Em mais uma entrevista reveladora, agora para a revista do jornal britânico Observer Magazine, Florence fala abertamente sobre crescimento pessoal, o distúrbio alimentar que ela precisou cantar em Hunger para admitir até para si mesma e a nova vida longe do álcool e das drogas. Todos os direitos desta tradução estão reservados para o Site Florence Brasil.

Florence Welch: "Às vezes eu me pergunto: será que sonhei grande demais?"

Após anos de loucura em festas que duravam a noite toda, Florence Welch encontrou um jeito mais calmo de viver. Ela fala com Eva Wiseman sobre a "energia mágica" que a move e sobre finalmente estar conseguindo se entender

Força da natureza: Florence Welch fotografada na Red House de William Morris em Bexleyheath. Ele usa vestido e botas Zimmermann. Figurino de Aldene Johnson. Fotografia: Phil Fisk para o Observer

Houve um momento em que a voz de Florence Welch era tão inescapável como uma sirene de ambulância. “You’ve got the love, youuuu…” vinha dos carros na rua, de montagens com cenas de esportes na TV, ecoava pela loja Primark. Até que desapareceu, tão rapidamente quanto surgiu.
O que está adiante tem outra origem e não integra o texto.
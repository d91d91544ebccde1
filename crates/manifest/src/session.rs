//! # Session Context
//!
//! Values entered during the current run. The prompting layer owns a [`Session`] and mutates
//! it between resolutions; the resolver only ever borrows it.
//!
//! Two fields (`license`, `short_description`) distinguish "never touched" from "set to
//! anything, including empty" with [`Required`]. Other optional fields are plain `Option`s,
//! and several of them treat an empty value as if it had never been supplied; see
//! [`blank_as_absent`].

use serde::{Deserialize, Deserializer, Serialize};
use url::Url;

use crate::id::Locale;
use crate::record::{Identity, Installer, InstallerSwitches, InstallerType};

//================================================================================================
// Types
//================================================================================================

/// A field that is either untouched by the run or explicitly set.
///
/// A `Required` starts out unset and the only mutation offered is [`Required::set`], so once
/// a value is recorded there is no way back to the untouched state.
#[derive(Debug, Clone, PartialEq, Eq, Default)]
pub struct Required<T>(Option<T>);

/// Locale-scoped metadata supplied as run parameters alongside session data.
#[derive(Serialize, Deserialize, Debug, Clone, PartialEq, Eq)]
#[serde(rename_all = "PascalCase")]
pub struct LocaleMetadata {
    /// The locale this entry applies to.
    pub name: String,
    /// Release notes supplied for the run.
    #[serde(default, skip_serializing_if = "Option::is_none")]
    pub release_notes: Option<String>,
    /// Release notes URL supplied for the run.
    #[serde(default, skip_serializing_if = "Option::is_none")]
    pub release_notes_url: Option<Url>,
}

/// Additional metadata passed in for the run.
#[derive(Serialize, Deserialize, Debug, Clone, Default, PartialEq, Eq)]
#[serde(rename_all = "PascalCase")]
pub struct AdditionalMetadata {
    /// Per-locale entries, matched case-insensitively against the run's locale.
    #[serde(default)]
    pub locales: Vec<LocaleMetadata>,
}

/// The installer currently being authored plus the ones already recorded.
#[derive(Deserialize, Debug, Clone, Default, PartialEq, Eq)]
pub struct InstallerSession {
    /// The type of the installer being authored.
    #[serde(default)]
    pub installer_type: Option<InstallerType>,
    /// Installers already completed in this run.
    #[serde(default)]
    pub installers: Vec<Installer>,
    /// Switches accepted so far for the installer being authored.
    #[serde(default)]
    pub switches: InstallerSwitches,
}

/// The values supplied during the current run.
///
/// License and short description can only move forward: they start unset and are recorded
/// through [`Session::set_license`] and [`Session::set_short_description`]. Nothing resets
/// them.
///
/// ```compile_fail
/// # use manifest::session::Session;
/// fn reset(session: &mut Session) {
///     session.license = Default::default();
/// }
/// ```
#[derive(Deserialize, Debug, Clone, PartialEq, Eq)]
pub struct Session {
    /// Identifier, version and locale of the package being authored.
    #[serde(flatten)]
    pub identity: Identity,
    /// The publisher name.
    #[serde(default)]
    pub publisher: Option<String>,
    /// The package name.
    #[serde(default)]
    pub package_name: Option<String>,
    #[serde(default)]
    license: Required<String>,
    #[serde(default)]
    short_description: Required<String>,
    /// The package moniker.
    #[serde(default)]
    pub moniker: Option<String>,
    /// The publisher's home page.
    #[serde(default)]
    pub publisher_url: Option<Url>,
    /// The publisher's support page.
    #[serde(default)]
    pub publisher_support_url: Option<Url>,
    /// The privacy policy page.
    #[serde(default)]
    pub privacy_url: Option<Url>,
    /// The package author.
    #[serde(default)]
    pub author: Option<String>,
    /// The package home page.
    #[serde(default)]
    pub package_url: Option<Url>,
    /// The license page.
    #[serde(default)]
    pub license_url: Option<Url>,
    /// The copyright notice.
    #[serde(default)]
    pub copyright: Option<String>,
    /// The copyright page.
    #[serde(default)]
    pub copyright_url: Option<Url>,
    /// Search tags.
    #[serde(default)]
    pub tags: Option<Vec<String>>,
    /// The long description.
    #[serde(default)]
    pub description: Option<String>,
    /// The release notes page for this version.
    #[serde(default)]
    pub release_notes_url: Option<Url>,
    /// Run parameters keyed by locale.
    #[serde(default)]
    pub additional_metadata: Option<AdditionalMetadata>,
    /// Installer state of the run.
    #[serde(default)]
    pub installer: InstallerSession,
}

//================================================================================================
// Impls
//================================================================================================

impl<T> Required<T> {
    /// Record a value for this field, replacing any earlier one.
    pub fn set(&mut self, value: T) {
        self.0 = Some(value);
    }

    /// Whether the run has supplied a value.
    pub fn is_set(&self) -> bool {
        self.0.is_some()
    }

    /// Borrow the value if one was supplied.
    pub fn get(&self) -> Option<&T> {
        self.0.as_ref()
    }
}

impl<'de, T: Deserialize<'de>> Deserialize<'de> for Required<T> {
    fn deserialize<D>(deserializer: D) -> Result<Self, D::Error>
    where
        D: Deserializer<'de>,
    {
        T::deserialize(deserializer).map(|v| Required(Some(v)))
    }
}

impl Session {
    /// A fresh session with nothing but the run identity.
    pub fn new(identity: Identity) -> Self {
        Session {
            identity,
            publisher: None,
            package_name: None,
            license: Required::default(),
            short_description: Required::default(),
            moniker: None,
            publisher_url: None,
            publisher_support_url: None,
            privacy_url: None,
            author: None,
            package_url: None,
            license_url: None,
            copyright: None,
            copyright_url: None,
            tags: None,
            description: None,
            release_notes_url: None,
            additional_metadata: None,
            installer: InstallerSession::default(),
        }
    }

    /// The license entered in this run.
    pub fn license(&self) -> &Required<String> {
        &self.license
    }

    /// Record the license, possibly empty.
    pub fn set_license(&mut self, license: impl Into<String>) {
        self.license.set(license.into());
    }

    /// The short description entered in this run.
    pub fn short_description(&self) -> &Required<String> {
        &self.short_description
    }

    /// Record the short description, possibly empty.
    pub fn set_short_description(&mut self, description: impl Into<String>) {
        self.short_description.set(description.into());
    }

    /// The parameter metadata entry for the run's locale, if any was supplied.
    pub fn locale_metadata(&self) -> Option<&LocaleMetadata> {
        let locale: &Locale = &self.identity.locale;
        self.additional_metadata
            .as_ref()?
            .locales
            .iter()
            .find(|l| locale.matches(&l.name))
    }
}

//================================================================================================
// Functions
//================================================================================================

/// Treat a blank string the same as an absent one.
pub fn blank_as_absent(value: Option<&str>) -> Option<&str> {
    value.filter(|v| !v.trim().is_empty())
}

#[cfg(test)]
mod tests {
    use super::*;

    const SESSION: &str = r#"
        identifier = "Foo.Bar"
        version = "1.0.0"
        locale = "en-US"
        license = ""
        publisher = "Foo"

        [additional_metadata]
        Locales = [
            { Name = "EN-us", ReleaseNotes = "Fixes" },
            { Name = "de-DE", ReleaseNotes = "Behebungen" },
        ]

        [installer]
        installer_type = "exe"
    "#;

    #[test]
    fn required_tristate_from_toml() -> anyhow::Result<()> {
        let session: Session = toml_edit::de::from_str(SESSION)?;
        assert_eq!(session.license().get().map(String::as_str), Some(""));
        assert!(!session.short_description().is_set());
        assert_eq!(session.installer.installer_type, Some(InstallerType::Exe));
        Ok(())
    }

    #[test]
    fn set_never_unsets() {
        let mut license = Required::default();
        assert!(!license.is_set());
        license.set("MIT".to_string());
        license.set(String::new());
        assert_eq!(license.get().map(String::as_str), Some(""));
        assert!(license.is_set());
    }

    #[test]
    fn session_license_stays_set() -> anyhow::Result<()> {
        let mut session: Session = toml_edit::de::from_str(SESSION)?;
        assert!(!session.short_description().is_set());
        session.set_short_description("Summary");
        session.set_short_description("");
        assert_eq!(session.short_description().get().map(String::as_str), Some(""));
        session.set_license("MIT");
        assert_eq!(session.license().get().map(String::as_str), Some("MIT"));
        Ok(())
    }

    #[test]
    fn locale_metadata_is_case_insensitive() -> anyhow::Result<()> {
        let session: Session = toml_edit::de::from_str(SESSION)?;
        let meta = session.locale_metadata().map(|m| m.release_notes.as_deref());
        assert_eq!(meta, Some(Some("Fixes")));
        Ok(())
    }

    #[test]
    fn blanks() {
        assert_eq!(blank_as_absent(Some("  ")), None);
        assert_eq!(blank_as_absent(Some("")), None);
        assert_eq!(blank_as_absent(None), None);
        assert_eq!(blank_as_absent(Some("x")), Some("x"));
    }
}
Agora com 31 anos e o cabelo mais para um pôr do sol tranquilo do que para o vermelho intenso, Florence Welch é uma mulher mais calma do que o turbilhão por trás de três álbuns que chegaram ao topo das paradas e que foi headliner de Glastonbury vestindo um terno prateado. Hoje, tirando suas joias para evitar que o barulho atrapalhe a gravação da entrevista, ela parece a Dama de Shalott de calça jeans. Nesse período turbulento, quando Welch sabia o que ia acontecer sempre que saía de casa, ela começou a desmoronar lentamente.
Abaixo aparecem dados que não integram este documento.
//! This module defines the `switches` subcommand.
//!
//! Shows, for the installer at a given position, which switches it would inherit from the
//! previously published installer manifest and whether each one must be supplied.

use std::path::PathBuf;

use anyhow::{Context, Result};
use clap::Parser;
use manifest::previous::PreviousManifest;
use manifest::record::InstallerType;
use manifest::validate::switch::{InstallerSwitch, SwitchRequirement};
use serde::Serialize;

//================================================================================================
// Types
//================================================================================================

/// The `switches` subcommand.
#[derive(Parser, Debug)]
#[command(arg_required_else_help = true)]
pub struct Args {
    /// The previously published manifests for the same package.
    #[arg(long, value_name = "FILE")]
    previous: PathBuf,
    /// How many installers the current run has already recorded.
    #[arg(long, default_value_t = 0)]
    index: usize,
    /// The type of the installer being authored, e.g. `exe` or `msi`.
    #[arg(long = "installer-type", value_name = "TYPE", value_parser = parse_installer_type)]
    installer_type: Option<InstallerType>,
}

#[derive(Serialize, Debug, PartialEq, Eq)]
struct SwitchReport<'a> {
    switch: String,
    requirement: &'static str,
    inherited: Option<&'a str>,
}

//================================================================================================
// Functions
//================================================================================================

/// The main entry point for the `switches` subcommand.
pub(super) fn run(args: Args) -> Result<()> {
    let previous = super::load_previous(Some(&args.previous))?;
    let report = report(&previous, args.index, args.installer_type);
    println!("{}", serde_json::to_string_pretty(&report)?);
    Ok(())
}

fn report(
    previous: &PreviousManifest,
    index: usize,
    installer_type: Option<InstallerType>,
) -> Vec<SwitchReport<'_>> {
    InstallerSwitch::ALL
        .into_iter()
        .map(|switch| SwitchReport {
            switch: switch.to_string(),
            requirement: match switch.requirement(installer_type) {
                SwitchRequirement::Skip => "skip",
                SwitchRequirement::Optional => "optional",
                SwitchRequirement::Required => "required",
            },
            inherited: previous.installer_switch(switch, index),
        })
        .collect()
}

fn parse_installer_type(s: &str) -> Result<InstallerType> {
    serde_json::from_value(serde_json::Value::String(s.to_lowercase()))
        .with_context(|| format!("unknown installer type '{s}'"))
}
“Foi quando o álcool e as festas explodiram, como forma de me esconder daquilo. Eu ficava muito bêbada com dirty Martinis bem caprichados, que era o meu jeito de beber três doses de uma vez. Eu nunca me interessei por,” e ela ri de um jeito meio irônico, “uma boa taça de vinho.” Ela diz esta frase como se fosse uma lenda urbana. Florence sempre gostou de uma boa farra. Foi no banheiro de uma boate londrinha que, em 2006, ela cantou para a pessoa que depois virou sua empresária, transformando-se em Florence and the Machine e conquistando os Estados Unidos três anos depois. Nessa época ela raramente dormia. Quando chegava em casa, após dois dias de festas, sempre havia problemas. Ela recebia uma mensagem de texto, geralmente “Kd vc?”, “E eu respondia algo como ‘Não sei, mas estou usando roupas de outra pessoa…’ As festas eram para não lidar com o fato que minha vida tinha mudado, de não querer descer. Sempre senti como se algo me pegasse, jogasse por vários quartos e casas e depois ‘boom!’” Ela abre os braços de um jeito teatral. “Isso acontecia todas as vezes e era sempre chocante.”
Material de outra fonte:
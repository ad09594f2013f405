pub mod chart;
pub mod stats;
pub mod view;

pub use view::Dashboard;
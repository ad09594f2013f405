use yew::prelude::*;

/// Latest reading rounded to whole degrees, or a dash when there is none.
pub fn format_temperature(latest_actual: Option<f64>) -> String {
    match latest_actual {
        Some(value) => format!("{:.0}°C", value.round()),
        None => "–".to_string(),
    }
}

#[derive(Properties, PartialEq)]
pub struct Props {
    pub latest_actual: Option<f64>,
}

#[function_component(TemperatureCard)]
pub fn temperature_card(props: &Props) -> Html {
    html! {
        <div class="stats shadow bg-base-100">
            <div class="stat">
                <div class="stat-figure text-primary">
                    <i class="fas fa-temperature-half text-3xl"></i>
                </div>
                <div class="stat-title">{"Current water temperature"}</div>
                <div class="stat-value text-primary">{format_temperature(props.latest_actual)}</div>
                <div class="stat-desc">{"Latest sensor reading"}</div>
            </div>
        </div>
    }
}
"Antes eu achava que o caos era meu combustível": Florence usa vestido Giambattista Valli e joias Annina Vogel. Foto: Phil Fisk para o Observer

Mesmo assim, a música surgia, essas malditas canções imensas sobre amor e perda, descritas pela diretora Greta Gerwig para a própria Florence como “o poço mais profundo e sombrio de dor, aí você dá um festão nele e convida todo mundo.” Gerwig admite que as canções a fazem chorar incontrolavelmente. Contudo, este som levou um tempo para ser criado. Foi só ao fazer música com outra jovem, Isa Summers, que elas criararm o single Dog Days Are Over, uma canção pop grandiosa ao estilo de Kate Bush, que acabaria definindo o estilo de Florence. Até então ela trabalhava com produtores mais velhos e do sexo masculino. “E havia uma espécie de adiamento inconsciente, um percepção negativa de mim mesma que parecia arraigada.” Quatro álbuns depois, ela continua fazendo música do mesmo jeito controlado e “feminino”, a única diferença é que hoje ela sabe quando tirar os excessos. “Quando está… Florence demais?” Eu confirmo com um aceno de cabeça, mas paro com medo de parecer grosseira.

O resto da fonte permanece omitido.